Species of plant in the laurel family

Cryptocarya dorrigoensis, commonly known as Dorrigo laurel, is a species of flowering plant in the laurel family and is native to northern New South Wales. It is a tree with lance-shaped leaves, the flowers greenish-cream to creamy-yellow but not perfumed, and the fruit is a spherical to elliptic, black to bluish-black drupe.

==Description==
Cryptocarya dorrigoensis is a tree that typically grows to a height of 20 m, its stems not buttressed but its young growth densely hairy. Its leaves are lance-shaped, egg-shaped to elliptic, 36–59 mm long and 17–20 mm wide on a petiole 4–5 mm long. The flowers are greenish-cream to creamy-yellow, usually arranged in a raceme less than the leaves but not perfumed, the perianth tube 2.5 mm long and 1.4 mm wide and hairy inside. The tepals are 1.6–1.8 mm long and 1.3–1.4 mm wide, the outer anthers 0.6 mm long and about 0.4 mm wide, the inner anthers 0.8 mm long and about 0.5 mm wide.
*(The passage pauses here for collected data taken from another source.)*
//! Deterministic text used when the LLM is unavailable, and the summary line
//! every report narrative opens with.

use crate::models::{AssessmentRecord, ClinicalObservation, RiskAssessment, RiskLabel};
use crate::pipeline::charts::reference::{assess_ranges, BandStatus, ReferenceRange};
use crate::pipeline::charts::trend::{range_for, TREND_FEATURES};

pub const CHAT_FALLBACK: &str = "I'm having trouble answering right now. Please try again in a \
little while, and for anything urgent or specific to your health, contact your doctor.";

/// `Risk classification: HIGH RISK ...` with glucose and BMI to one decimal.
pub fn summary_line(observation: &ClinicalObservation, assessment: &RiskAssessment) -> String {
    format!(
        "Risk classification: {} ({}), probability {:.1}%, confidence {:.0}%. \
         Glucose {:.1} mg/dL, BMI {:.1} kg/m², age {:.0}.",
        assessment.label.banner(),
        assessment.label.display_name(),
        assessment.probability * 100.0,
        assessment.confidence_percent,
        observation.glucose(),
        observation.bmi(),
        observation.age()
    )
}

/// Templated narrative body populated from the assessment.
pub fn report_fallback(observation: &ClinicalObservation, assessment: &RiskAssessment) -> String {
    let outside: Vec<String> = assess_ranges(observation)
        .into_iter()
        .filter(|(_, _, status)| *status != BandStatus::Normal)
        .map(|(range, value, status)| {
            format!("{} ({} is {})", range.label, value, status.as_str().to_lowercase())
        })
        .collect();

    let opening = match assessment.label {
        RiskLabel::Diabetic => format!(
            "The screening model places this profile in the higher-risk group, with an estimated \
             probability of {:.1}%. This is not a diagnosis, but it is a signal worth following up \
             with a healthcare professional, who may suggest confirmatory tests such as fasting \
             glucose or HbA1c.",
            assessment.probability * 100.0
        ),
        RiskLabel::NonDiabetic => format!(
            "The screening model places this profile in the lower-risk group, with an estimated \
             probability of {:.1}%. Continued healthy habits and routine check-ups remain \
             worthwhile.",
            assessment.probability * 100.0
        ),
    };

    let findings = if outside.is_empty() {
        "All recorded measurements fall within their usual reference ranges.".to_string()
    } else {
        format!(
            "Measurements outside their usual reference ranges: {}.",
            outside.join(", ")
        )
    };

    format!(
        "{opening}\n\n{findings}\n\nBalanced meals, regular physical activity, adequate sleep and \
         periodic monitoring support healthy blood sugar. Please review these results with your \
         doctor before making any changes."
    )
}

/// How far `value` sits outside the normal band; zero inside it.
fn distance_from_normal(range: &ReferenceRange, value: f64) -> f64 {
    if value < range.min {
        range.min - value
    } else if value > range.max {
        value - range.max
    } else {
        0.0
    }
}

fn bullets(items: &[String], empty: &str) -> String {
    if items.is_empty() {
        format!("- {empty}")
    } else {
        items.iter().map(|i| format!("- {i}")).collect::<Vec<_>>().join("\n")
    }
}

/// Improvements, concerns and recommendations from the first and last of
/// `visits` (oldest first).
pub fn comparison_fallback(visits: &[AssessmentRecord]) -> String {
    let (Some(first), Some(last)) = (visits.first(), visits.last()) else {
        return "No assessments were available to compare.".to_string();
    };
    let before = first.observation.measurements().values();
    let after = last.observation.measurements().values();

    let mut improvements = Vec::new();
    let mut concerns = Vec::new();
    for (index, range) in TREND_FEATURES.iter().filter_map(|(f, _)| range_for(f)) {
        let (old, new) = (before[index], after[index]);
        let (old_gap, new_gap) = (
            distance_from_normal(&range, old),
            distance_from_normal(&range, new),
        );
        let change = format!("{} went from {old:.1} to {new:.1} {}", range.label, range.unit);
        if new_gap < old_gap {
            improvements.push(format!("{change}, closer to the normal range."));
        } else if new_gap > old_gap {
            concerns.push(format!("{change}, further from the normal range."));
        }
    }

    let (p_old, p_new) = (
        first.assessment.probability * 100.0,
        last.assessment.probability * 100.0,
    );
    if p_new < p_old {
        improvements.push(format!("Estimated risk fell from {p_old:.1}% to {p_new:.1}%."));
    } else if p_new > p_old {
        concerns.push(format!("Estimated risk rose from {p_old:.1}% to {p_new:.1}%."));
    }

    format!(
        "Compared {} assessments from {} to {}.\n\nImprovements:\n{}\n\nConcerns:\n{}\n\n\
         Recommendations:\n- Keep up the habits behind any improvement and keep recording \
         measurements regularly.\n- Review these trends with your doctor, especially any \
         measurement that moved away from its normal range.",
        visits.len(),
        first.assessment.created_at.format("%Y-%m-%d"),
        last.assessment.created_at.format("%Y-%m-%d"),
        bullets(&improvements, "No measurement moved closer to its normal range."),
        bullets(&concerns, "No measurement moved further from its normal range.")
    )
}
//! Trained model components and their on-disk artifact bundle.

pub mod artifact;
pub mod gbdt;
pub mod scaler;

pub use artifact::{ArtifactBundle, BundleMetadata};
pub use gbdt::{GradientBoostedClassifier, Hyperparameters};
pub use scaler::StandardScaler;

use std::path::PathBuf;

use thiserror::Error;

#[derive(Error, Debug)]
pub enum ModelError {
    #[error("I/O error at {path}: {source}")]
    Io {
        path: PathBuf,
        #[source]
        source: std::io::Error,
    },

    #[error("No model bundle installed at {0}")]
    Missing(PathBuf),

    #[error("Serialization error: {0}")]
    Serialization(#[from] serde_json::Error),

    #[error("Checksum mismatch for {file}")]
    ChecksumMismatch { file: String },

    #[error("Feature order mismatch: bundle has {found:?}")]
    FeatureOrderMismatch { found: Vec<String> },

    #[error("Corrupt model bundle: {0}")]
    Corrupt(String),

    #[error("Bundle version already exists: {0}")]
    VersionExists(String),

    #[error("Cannot fit on an empty training set")]
    EmptyTrainingSet,
}

impl ModelError {
    pub(crate) fn io(path: impl Into<PathBuf>, source: std::io::Error) -> Self {
        Self::Io {
            path: path.into(),
            source,
        }
    }
}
Flowering occurs from May to November, and the fruit is a black to bluish-black, spherical to elliptic drupe 16 mm long and 14–14.5 mm wide.

==Taxonomy==
Cryptocarya dorrigoensis was first formally described in 1989 by Bernard Patrick Matthew Hyland in Australian Systematic Botany from specimens collected by Cyril Tenison White near Dorrigo in 1930.

==Distribution and habitat==
Dorrigo laurel grows in mountain rainforest from near Coffs Harbour to Point Lookout at altitudes of 600–1000 m.